[Stored items]
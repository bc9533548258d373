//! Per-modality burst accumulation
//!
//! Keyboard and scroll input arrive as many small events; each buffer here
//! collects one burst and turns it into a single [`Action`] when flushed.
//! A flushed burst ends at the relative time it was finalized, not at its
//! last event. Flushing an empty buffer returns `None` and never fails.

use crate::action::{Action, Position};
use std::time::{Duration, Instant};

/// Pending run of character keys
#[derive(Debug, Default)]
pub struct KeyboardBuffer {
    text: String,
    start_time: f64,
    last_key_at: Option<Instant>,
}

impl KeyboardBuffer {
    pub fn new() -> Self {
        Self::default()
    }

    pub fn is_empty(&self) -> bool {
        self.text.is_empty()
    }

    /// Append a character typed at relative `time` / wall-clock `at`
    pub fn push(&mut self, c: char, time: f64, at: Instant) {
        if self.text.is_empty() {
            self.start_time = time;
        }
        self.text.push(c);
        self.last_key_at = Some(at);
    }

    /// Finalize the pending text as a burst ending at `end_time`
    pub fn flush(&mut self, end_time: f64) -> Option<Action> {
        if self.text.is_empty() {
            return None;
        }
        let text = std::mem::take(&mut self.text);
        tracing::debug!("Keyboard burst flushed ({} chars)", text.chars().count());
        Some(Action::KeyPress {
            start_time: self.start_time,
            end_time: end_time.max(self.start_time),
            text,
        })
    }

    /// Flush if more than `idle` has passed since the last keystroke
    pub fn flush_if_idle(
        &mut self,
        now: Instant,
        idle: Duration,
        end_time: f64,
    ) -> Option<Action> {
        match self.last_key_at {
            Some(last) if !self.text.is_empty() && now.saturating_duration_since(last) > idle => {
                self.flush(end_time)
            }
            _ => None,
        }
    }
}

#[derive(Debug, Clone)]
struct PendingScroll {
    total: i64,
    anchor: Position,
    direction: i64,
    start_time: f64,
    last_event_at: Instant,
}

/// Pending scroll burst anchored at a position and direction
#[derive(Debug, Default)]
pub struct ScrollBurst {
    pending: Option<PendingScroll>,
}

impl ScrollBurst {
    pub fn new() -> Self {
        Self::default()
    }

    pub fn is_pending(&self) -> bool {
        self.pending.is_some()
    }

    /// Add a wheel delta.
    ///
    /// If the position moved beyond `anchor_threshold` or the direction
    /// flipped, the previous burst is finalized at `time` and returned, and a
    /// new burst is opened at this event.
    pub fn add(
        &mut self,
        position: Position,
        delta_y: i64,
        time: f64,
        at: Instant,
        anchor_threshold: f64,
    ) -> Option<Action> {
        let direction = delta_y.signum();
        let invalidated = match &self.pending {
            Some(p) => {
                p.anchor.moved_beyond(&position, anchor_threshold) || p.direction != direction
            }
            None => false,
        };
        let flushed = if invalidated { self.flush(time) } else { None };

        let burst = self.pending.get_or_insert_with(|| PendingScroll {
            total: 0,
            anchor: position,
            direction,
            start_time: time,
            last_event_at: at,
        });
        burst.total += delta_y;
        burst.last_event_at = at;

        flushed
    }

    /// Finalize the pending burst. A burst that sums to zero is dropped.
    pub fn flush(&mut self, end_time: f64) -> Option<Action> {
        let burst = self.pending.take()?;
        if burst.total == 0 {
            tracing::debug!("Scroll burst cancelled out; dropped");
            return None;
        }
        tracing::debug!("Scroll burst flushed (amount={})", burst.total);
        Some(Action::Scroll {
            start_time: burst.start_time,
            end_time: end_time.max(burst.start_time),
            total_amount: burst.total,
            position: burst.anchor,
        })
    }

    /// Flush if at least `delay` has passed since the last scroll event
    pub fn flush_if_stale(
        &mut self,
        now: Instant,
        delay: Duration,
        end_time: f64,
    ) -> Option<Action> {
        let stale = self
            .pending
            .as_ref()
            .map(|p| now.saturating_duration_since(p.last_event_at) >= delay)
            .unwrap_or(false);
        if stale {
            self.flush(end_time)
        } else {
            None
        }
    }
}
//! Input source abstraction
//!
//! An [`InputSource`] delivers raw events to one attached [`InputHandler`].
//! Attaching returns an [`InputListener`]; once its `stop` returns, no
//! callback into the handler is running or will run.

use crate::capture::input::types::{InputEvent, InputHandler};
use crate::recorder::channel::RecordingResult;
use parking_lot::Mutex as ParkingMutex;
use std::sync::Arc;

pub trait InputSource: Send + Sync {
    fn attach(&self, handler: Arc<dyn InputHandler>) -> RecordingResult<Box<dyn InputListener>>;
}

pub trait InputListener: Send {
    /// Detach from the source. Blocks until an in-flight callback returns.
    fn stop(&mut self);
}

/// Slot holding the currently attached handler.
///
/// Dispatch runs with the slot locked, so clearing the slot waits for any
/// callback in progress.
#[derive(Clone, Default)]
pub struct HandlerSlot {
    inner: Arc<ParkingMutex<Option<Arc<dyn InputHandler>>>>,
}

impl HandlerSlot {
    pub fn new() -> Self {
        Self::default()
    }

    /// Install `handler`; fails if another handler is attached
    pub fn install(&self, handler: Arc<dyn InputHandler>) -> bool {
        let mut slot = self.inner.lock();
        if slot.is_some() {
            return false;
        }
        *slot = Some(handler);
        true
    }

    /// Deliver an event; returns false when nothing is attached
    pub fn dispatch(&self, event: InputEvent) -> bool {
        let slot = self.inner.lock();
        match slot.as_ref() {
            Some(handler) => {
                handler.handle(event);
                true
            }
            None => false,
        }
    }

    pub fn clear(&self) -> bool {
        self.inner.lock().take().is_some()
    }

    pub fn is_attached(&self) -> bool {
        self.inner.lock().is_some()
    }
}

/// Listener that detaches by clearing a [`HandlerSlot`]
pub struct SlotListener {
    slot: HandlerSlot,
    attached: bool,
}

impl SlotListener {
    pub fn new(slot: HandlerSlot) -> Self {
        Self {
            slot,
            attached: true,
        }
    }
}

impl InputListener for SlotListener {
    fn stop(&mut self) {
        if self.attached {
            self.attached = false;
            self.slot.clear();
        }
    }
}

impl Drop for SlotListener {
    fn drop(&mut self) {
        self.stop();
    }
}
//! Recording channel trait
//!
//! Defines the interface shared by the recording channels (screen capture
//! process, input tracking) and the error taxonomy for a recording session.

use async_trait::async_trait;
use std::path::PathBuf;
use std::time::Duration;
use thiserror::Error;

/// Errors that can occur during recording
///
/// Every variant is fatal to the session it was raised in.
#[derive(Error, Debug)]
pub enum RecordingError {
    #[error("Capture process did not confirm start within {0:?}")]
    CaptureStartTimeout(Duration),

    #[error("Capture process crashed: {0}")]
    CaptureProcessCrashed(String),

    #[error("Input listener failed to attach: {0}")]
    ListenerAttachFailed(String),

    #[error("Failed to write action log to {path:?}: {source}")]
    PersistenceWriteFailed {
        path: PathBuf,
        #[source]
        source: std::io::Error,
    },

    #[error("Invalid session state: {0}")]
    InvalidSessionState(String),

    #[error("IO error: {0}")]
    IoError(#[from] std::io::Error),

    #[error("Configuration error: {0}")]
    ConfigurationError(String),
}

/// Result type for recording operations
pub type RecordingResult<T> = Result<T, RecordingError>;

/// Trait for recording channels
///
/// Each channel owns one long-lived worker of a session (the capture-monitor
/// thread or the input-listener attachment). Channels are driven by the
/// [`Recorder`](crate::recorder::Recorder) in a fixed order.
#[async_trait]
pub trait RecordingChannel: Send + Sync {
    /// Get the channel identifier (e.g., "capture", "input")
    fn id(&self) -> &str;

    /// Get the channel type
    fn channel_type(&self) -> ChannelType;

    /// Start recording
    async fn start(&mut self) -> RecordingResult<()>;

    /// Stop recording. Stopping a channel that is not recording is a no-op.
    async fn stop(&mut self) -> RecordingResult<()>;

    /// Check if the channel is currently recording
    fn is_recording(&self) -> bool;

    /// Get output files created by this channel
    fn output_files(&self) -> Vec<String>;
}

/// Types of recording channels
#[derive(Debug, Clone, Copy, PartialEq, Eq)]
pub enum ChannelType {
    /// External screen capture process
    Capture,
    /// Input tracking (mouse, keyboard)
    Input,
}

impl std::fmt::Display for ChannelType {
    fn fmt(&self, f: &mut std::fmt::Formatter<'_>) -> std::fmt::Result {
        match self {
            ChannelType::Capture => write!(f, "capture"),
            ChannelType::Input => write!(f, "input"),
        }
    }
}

--

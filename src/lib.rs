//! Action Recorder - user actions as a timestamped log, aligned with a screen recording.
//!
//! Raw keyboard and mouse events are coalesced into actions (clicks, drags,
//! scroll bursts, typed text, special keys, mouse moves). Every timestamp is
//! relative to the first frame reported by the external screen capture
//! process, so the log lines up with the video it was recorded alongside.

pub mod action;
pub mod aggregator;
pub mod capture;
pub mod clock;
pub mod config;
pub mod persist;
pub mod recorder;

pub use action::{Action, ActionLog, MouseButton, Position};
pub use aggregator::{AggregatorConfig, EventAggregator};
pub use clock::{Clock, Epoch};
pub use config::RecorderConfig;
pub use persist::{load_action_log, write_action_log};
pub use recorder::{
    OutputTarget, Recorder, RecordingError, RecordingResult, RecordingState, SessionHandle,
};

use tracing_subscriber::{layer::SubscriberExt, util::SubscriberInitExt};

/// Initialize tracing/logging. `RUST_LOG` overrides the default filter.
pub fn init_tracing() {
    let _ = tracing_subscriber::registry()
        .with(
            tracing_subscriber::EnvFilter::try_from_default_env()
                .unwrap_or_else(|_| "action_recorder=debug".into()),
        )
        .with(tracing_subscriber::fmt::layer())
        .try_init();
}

WHAT TO PRODUCE: Go to the line with "use std::sync::Arc;" in the entries above and repeat every line from there through the line with "waits for any", exactly and with no other text.

TASK RESPONSE:
use std::sync::Arc;

pub trait InputSource: Send + Sync {
    fn attach(&self, handler: Arc<dyn InputHandler>) -> RecordingResult<Box<dyn InputListener>>;
}

pub trait InputListener: Send {
    /// Detach from the source. Blocks until an in-flight callback returns.
    fn stop(&mut self);
}

/// Slot holding the currently attached handler.
///
/// Dispatch runs with the slot locked, so clearing the slot waits for any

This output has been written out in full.